Anti-Schäuble

Personalie

Zeitenwende in der Eurogruppe: Neuer Chef des informellen Gremiums der Finanzminister der Staaten mit dem Euro wird Mário Centeno, den man Bezwinger von Ex-Bundesfinanzminister Wolfgang Schäuble nennen könnte. Seit zwei Jahren macht der Sozialist in Portugal eine erfolgreiche Wirtschaftspolitik, gerade weil er Schäubles Druck standhielt und die Austeritätspolitik schrittweise zurückfuhr. So konnte der Finanzminister in der linken Minderheitsregierung von Antonío Costa das Defizit deutlich unter die EU-Stabilitätsmarke drücken, während die Arbeitslosigkeit sinkt und die Wirtschaft des einstigen Krisenlandes nachhaltig wächst.

Das war kein Hexenwerk. Der Ökonom und Mathematiker, der aus dem Distrikt Faro an der Algarve stammt, hat solche Konzepte unter anderem beim Studium in Harvard gelernt.

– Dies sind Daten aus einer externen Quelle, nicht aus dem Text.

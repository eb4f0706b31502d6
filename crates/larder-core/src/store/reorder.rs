// ── Reorder engine ──
//
// Pure functions over the inventory store's authoritative list. Both
// operations rebuild the list as "everything else, in order, then the
// touched bucket" -- the touched bucket's items always end up appended at
// the end of the authoritative list. That is observable, documented
// behavior: downstream projections are bucket-keyed or sort-keyed, so
// absolute cross-bucket order never reaches a consumer.

use std::sync::Arc;

use chrono::{DateTime, Utc};

use crate::model::{InventoryItem, ItemId, StorageLocation};

/// Move an item to `target_index` within its bucket's filtered sub-list.
///
/// Returns `None` (no change) when the item is not in the bucket or is
/// already at the target position. `target_index` past the end of the
/// sub-list is clamped.
pub(crate) fn move_within_bucket(
    items: &[Arc<InventoryItem>],
    id: ItemId,
    target_index: usize,
    bucket: StorageLocation,
) -> Option<Vec<Arc<InventoryItem>>> {
    let mut bucket_items: Vec<Arc<InventoryItem>> = items
        .iter()
        .filter(|item| item.location == bucket)
        .cloned()
        .collect();

    let source = bucket_items.iter().position(|item| item.id == id)?;
    let target = target_index.min(bucket_items.len());
    if source == target {
        return None;
    }

    let moved = bucket_items.remove(source);
    // Removing before the target shifts subsequent indices left by one.
    let insert_at = if source < target { target - 1 } else { target };
    bucket_items.insert(insert_at, moved);

    Some(rebuild(items, bucket, bucket_items))
}

/// Move an item into `new_bucket` at `target_index` (clamped), rewriting
/// its location attribute and stamping `updated_at`.
///
/// Returns `None` when the id is unknown.
pub(crate) fn move_to_bucket(
    items: &[Arc<InventoryItem>],
    id: ItemId,
    new_bucket: StorageLocation,
    target_index: usize,
    at: DateTime<Utc>,
) -> Option<Vec<Arc<InventoryItem>>> {
    let source = items.iter().position(|item| item.id == id)?;

    let mut remaining: Vec<Arc<InventoryItem>> = items.to_vec();
    let moved = remaining.remove(source);
    let moved = Arc::new(moved.relocated(new_bucket, at));

    let mut bucket_items: Vec<Arc<InventoryItem>> = remaining
        .iter()
        .filter(|item| item.location == new_bucket)
        .cloned()
        .collect();
    let insert_at = target_index.min(bucket_items.len());
    bucket_items.insert(insert_at, moved);

    Some(rebuild(&remaining, new_bucket, bucket_items))
}

/// Everything outside `bucket` in original order, then the reordered
/// bucket appended.
fn rebuild(
    items: &[Arc<InventoryItem>],
    bucket: StorageLocation,
    bucket_items: Vec<Arc<InventoryItem>>,
) -> Vec<Arc<InventoryItem>> {
    let mut next: Vec<Arc<InventoryItem>> = items
        .iter()
        .filter(|item| item.location != bucket)
        .cloned()
        .collect();
    next.extend(bucket_items);
    next
}

#[cfg(test)]
#[allow(clippy::unwrap_used)]
mod tests {
    use chrono::Utc;
    use pretty_assertions::assert_eq;

    use super::*;
    use crate::model::{ItemSource, ItemStatus};

    fn item(id: i64, location: StorageLocation) -> Arc<InventoryItem> {
        Arc::new(InventoryItem {
            id: ItemId(id),
            title: format!("item-{id}"),
            product_id: None,
            category_id: None,
            status: ItemStatus::Unopened,
            location,
            expires_at: None,
            created_at: Utc::now(),
            updated_at: Utc::now(),
            source: ItemSource::User,
        })
    }

    fn ids(items: &[Arc<InventoryItem>]) -> Vec<i64> {
        items.iter().map(|i| i.id.0).collect()
    }

    fn bucket_ids(items: &[Arc<InventoryItem>], bucket: StorageLocation) -> Vec<i64> {
        items
            .iter()
            .filter(|i| i.location == bucket)
            .map(|i| i.id.0)
            .collect()
    }

    #[test]
    fn move_within_bucket_to_same_index_is_noop() {
        let items = vec![
            item(1, StorageLocation::Fridge),
            item(2, StorageLocation::Fridge),
            item(3, StorageLocation::Pantry),
        ];
        assert!(move_within_bucket(&items, ItemId(1), 0, StorageLocation::Fridge).is_none());
        assert!(move_within_bucket(&items, ItemId(2), 1, StorageLocation::Fridge).is_none());
    }

    #[test]
    fn move_within_bucket_unknown_id_is_noop() {
        let items = vec![item(1, StorageLocation::Fridge)];
        assert!(move_within_bucket(&items, ItemId(99), 0, StorageLocation::Fridge).is_none());
        // Known id, wrong bucket: also absent from the sub-list.
        assert!(move_within_bucket(&items, ItemId(1), 0, StorageLocation::Pantry).is_none());
    }

    #[test]
    fn move_within_bucket_adjusts_for_removal_before_target() {
        let items = vec![
            item(1, StorageLocation::Fridge),
            item(2, StorageLocation::Fridge),
            item(3, StorageLocation::Fridge),
        ];
        // Target is an insertion gap in the pre-removal sub-list: gap 2
        // sits before item 3, gap 3 is the end.
        let next = move_within_bucket(&items, ItemId(1), 2, StorageLocation::Fridge).unwrap();
        assert_eq!(bucket_ids(&next, StorageLocation::Fridge), vec![2, 1, 3]);

        let next = move_within_bucket(&items, ItemId(1), 3, StorageLocation::Fridge).unwrap();
        assert_eq!(bucket_ids(&next, StorageLocation::Fridge), vec![2, 3, 1]);

        let next = move_within_bucket(&items, ItemId(3), 0, StorageLocation::Fridge).unwrap();
        assert_eq!(bucket_ids(&next, StorageLocation::Fridge), vec![3, 1, 2]);
    }

    #[test]
    fn move_within_bucket_target_past_end_is_clamped() {
        let items = vec![
            item(1, StorageLocation::Fridge),
            item(2, StorageLocation::Fridge),
            item(3, StorageLocation::Fridge),
        ];
        let clamped = move_within_bucket(&items, ItemId(1), 99, StorageLocation::Fridge).unwrap();
        let exact = move_within_bucket(&items, ItemId(1), 3, StorageLocation::Fridge).unwrap();
        assert_eq!(ids(&clamped), ids(&exact));
        assert_eq!(bucket_ids(&clamped, StorageLocation::Fridge), vec![2, 3, 1]);
    }

    #[test]
    fn moved_bucket_is_appended_after_other_buckets() {
        let items = vec![
            item(1, StorageLocation::Fridge),
            item(2, StorageLocation::Pantry),
            item(3, StorageLocation::Fridge),
        ];
        let next = move_within_bucket(&items, ItemId(3), 0, StorageLocation::Fridge).unwrap();
        // Pantry first (original order), fridge appended at the end.
        assert_eq!(ids(&next), vec![2, 3, 1]);
    }

    #[test]
    fn move_to_bucket_scenario_from_mixed_buckets() {
        // [{1, fridge}, {2, fridge}, {3, pantry}]; move 1 to pantry at 0.
        let items = vec![
            item(1, StorageLocation::Fridge),
            item(2, StorageLocation::Fridge),
            item(3, StorageLocation::Pantry),
        ];
        let next =
            move_to_bucket(&items, ItemId(1), StorageLocation::Pantry, 0, Utc::now()).unwrap();

        assert_eq!(bucket_ids(&next, StorageLocation::Pantry), vec![1, 3]);
        assert_eq!(bucket_ids(&next, StorageLocation::Fridge), vec![2]);

        let moved = next.iter().find(|i| i.id == ItemId(1)).unwrap();
        assert_eq!(moved.location, StorageLocation::Pantry);
    }

    #[test]
    fn move_to_bucket_clamps_target_index() {
        let items = vec![
            item(1, StorageLocation::Fridge),
            item(2, StorageLocation::Pantry),
        ];
        let clamped =
            move_to_bucket(&items, ItemId(1), StorageLocation::Pantry, 99, Utc::now()).unwrap();
        assert_eq!(bucket_ids(&clamped, StorageLocation::Pantry), vec![2, 1]);

        let exact =
            move_to_bucket(&items, ItemId(1), StorageLocation::Pantry, 1, Utc::now()).unwrap();
        assert_eq!(
            bucket_ids(&clamped, StorageLocation::Pantry),
            bucket_ids(&exact, StorageLocation::Pantry)
        );
    }

    #[test]
    fn move_to_bucket_unknown_id_is_noop() {
        let items = vec![item(1, StorageLocation::Fridge)];
        assert!(move_to_bucket(&items, ItemId(9), StorageLocation::Pantry, 0, Utc::now()).is_none());
    }

    #[test]
    fn move_to_bucket_stamps_updated_at() {
        let items = vec![item(1, StorageLocation::Fridge)];
        let before = items[0].updated_at;
        let at = before + chrono::Duration::seconds(5);
        let next = move_to_bucket(&items, ItemId(1), StorageLocation::Freezer, 0, at).unwrap();
        assert_eq!(next[0].updated_at, at);
    }
}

Nicht zuletzt die US-Nobelpreisträger Paul Krugman und Joseph E. Stiglitz bezeichneten in der Krise den Austeritätskurs als »verrückt« und sagten richtig »katastrophale« Folgen wie in Griechenland auch für Portugal vorher.

Wenn der bekennende Fan von Benfica Lissabon am Donnerstag seinen 51. Geburtstag feiert, kann er nun auch begießen, dass er Nachfolger des glücklosen Sozialdemokraten Jeroen Dijsselbloem auf dem Posten des Eurogruppenchefs wird. Man kann hoffen, dass der Gastprofessor an der Neuen Universität von Lissabon und verheiratete Vater von drei Kindern hier ähnliche Akzente setzen kann, wie er es in Portugal geschafft hat.

Schäuble wollte den konservativen Spanier Luis de Guindos, der eisern am Austeritätskurs festhält, zum Eurogruppenchef küren. Doch Spanien hat mit knapp 18 Prozent eine doppelt so hohe Arbeitslosenrate wie der kleine iberische Nachbar und bekommt auch das Defizit nicht in den Griff. Selbst Schäuble, mit dem sich Centeno immer wieder anlegte, musste letztlich seine Erfolge anerkennen und bezeichnete ihn als den »Ronaldo der Eurogruppe«. Der Grünen-Europaabgeordnete Sven Giegold, der zur Ernennung gratulierte, hatte einen anderen Titel parat: »Anti-Schäuble«.